• _TASK DESCRIPTION_
Scan the material below for the string "CircuitState". Report every line that has it.
*-*-*
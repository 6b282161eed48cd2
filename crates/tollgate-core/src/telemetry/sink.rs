//! Metrics sink trait and the stock sinks

use std::sync::Arc;
use std::time::Duration;

use crate::recovery::circuit_breaker::CircuitState;
use crate::recovery::rate_limiter::StoreError;

/// Receives resilience events from the breaker, limiter and pipeline.
///
/// Every method has an empty default so a sink only implements what it
/// exports. Calls happen synchronously on the request path and must not block.
pub trait MetricsSink: Send + Sync {
    /// A circuit breaker moved between states
    fn circuit_transition(&self, _name: &str, _from: CircuitState, _to: CircuitState) {}

    /// A circuit breaker admitted or rejected a call
    fn circuit_call(&self, _name: &str, _allowed: bool) {}

    /// The rate limiter took an admission decision for `key`
    fn rate_limit_decision(&self, _key: &str, _allowed: bool, _current: u64, _limit: u64) {}

    /// The counter store failed; the request proceeded (fail open)
    fn rate_limit_store_error(&self, _key: &str, _error: &StoreError) {}

    /// A retry is scheduled after `attempt` failed
    fn retry_attempt(&self, _operation: &str, _attempt: u32, _delay: Duration) {}

    /// An operation succeeded after at least one retry
    fn retry_succeeded(&self, _operation: &str, _attempts: u32) {}

    /// An operation used up every attempt
    fn retry_exhausted(&self, _operation: &str, _attempts: u32) {}
}

/// Sink that drops every event
#[derive(Debug, Clone, Copy, Default)]
pub struct NoopMetrics;

impl MetricsSink for NoopMetrics {}

/// Sink that turns events into structured `tracing` records
#[derive(Debug, Clone, Copy, Default)]
pub struct TracingMetrics;

impl MetricsSink for TracingMetrics {
    fn circuit_transition(&self, name: &str, from: CircuitState, to: CircuitState) {
        match to {
            CircuitState::Open => {
                tracing::warn!(circuit = %name, from = %from, to = %to, "circuit state changed")
            }
            _ => tracing::info!(circuit = %name, from = %from, to = %to, "circuit state changed"),
        }
    }

    fn circuit_call(&self, name: &str, allowed: bool) {
        if !allowed {
            tracing::debug!(circuit = %name, "call rejected by circuit breaker");
        }
    }

    fn rate_limit_decision(&self, key: &str, allowed: bool, current: u64, limit: u64) {
        if allowed {
            tracing::trace!(key = %key, current, limit, "rate limit admitted");
        } else {
            tracing::info!(key = %key, current, limit, "rate limit exceeded");
        }
    }

    fn rate_limit_store_error(&self, key: &str, error: &StoreError) {
        tracing::warn!(key = %key, error = %error, "rate limit store failed, allowing request");
    }

    fn retry_attempt(&self, operation: &str, attempt: u32, delay: Duration) {
        tracing::debug!(
            operation = %operation,
            attempt,
            delay_ms = delay.as_millis() as u64,
            "retrying operation"
        );
    }

    fn retry_succeeded(&self, operation: &str, attempts: u32) {
        tracing::info!(operation = %operation, attempts, "operation succeeded after retry");
    }

    fn retry_exhausted(&self, operation: &str, attempts: u32) {
        tracing::warn!(operation = %operation, attempts, "retry attempts exhausted");
    }
}

/// Broadcasts every event to a list of sinks, in order
#[derive(Clone, Default)]
pub struct FanoutMetrics {
    sinks: Vec<Arc<dyn MetricsSink>>,
}

impl FanoutMetrics {
    pub fn new(sinks: Vec<Arc<dyn MetricsSink>>) -> Self {
        Self { sinks }
    }

    /// Append a sink
    pub fn with(mut self, sink: Arc<dyn MetricsSink>) -> Self {
        self.sinks.push(sink);
        self
    }

    pub fn len(&self) -> usize {
        self.sinks.len()
    }

    pub fn is_empty(&self) -> bool {
        self.sinks.is_empty()
    }
}

impl std::fmt::Debug for FanoutMetrics {
    fn fmt(&self, f: &mut std::fmt::Formatter<'_>) -> std::fmt::Result {
        f.debug_struct("FanoutMetrics")
            .field("sinks", &self.sinks.len())
            .finish()
    }
}

impl MetricsSink for FanoutMetrics {
    fn circuit_transition(&self, name: &str, from: CircuitState, to: CircuitState) {
        for sink in &self.sinks {
            sink.circuit_transition(name, from, to);
        }
    }

    fn circuit_call(&self, name: &str, allowed: bool) {
        for sink in &self.sinks {
            sink.circuit_call(name, allowed);
        }
    }

    fn rate_limit_decision(&self, key: &str, allowed: bool, current: u64, limit: u64) {
        for sink in &self.sinks {
            sink.rate_limit_decision(key, allowed, current, limit);
        }
    }

    fn rate_limit_store_error(&self, key: &str, error: &StoreError) {
        for sink in &self.sinks {
            sink.rate_limit_store_error(key, error);
        }
    }

    fn retry_attempt(&self, operation: &str, attempt: u32, delay: Duration) {
        for sink in &self.sinks {
            sink.retry_attempt(operation, attempt, delay);
        }
    }

    fn retry_succeeded(&self, operation: &str, attempts: u32) {
        for sink in &self.sinks {
            sink.retry_succeeded(operation, attempts);
        }
    }

    fn retry_exhausted(&self, operation: &str, attempts: u32) {
        for sink in &self.sinks {
            sink.retry_exhausted(operation, attempts);
        }
    }
}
*-*-*
• _ANSWER AREA_
use crate::recovery::circuit_breaker::CircuitState;
    fn circuit_transition(&self, _name: &str, _from: CircuitState, _to: CircuitState) {}
    fn circuit_transition(&self, name: &str, from: CircuitState, to: CircuitState) {
            CircuitState::Open => {
    fn circuit_transition(&self, name: &str, from: CircuitState, to: CircuitState) {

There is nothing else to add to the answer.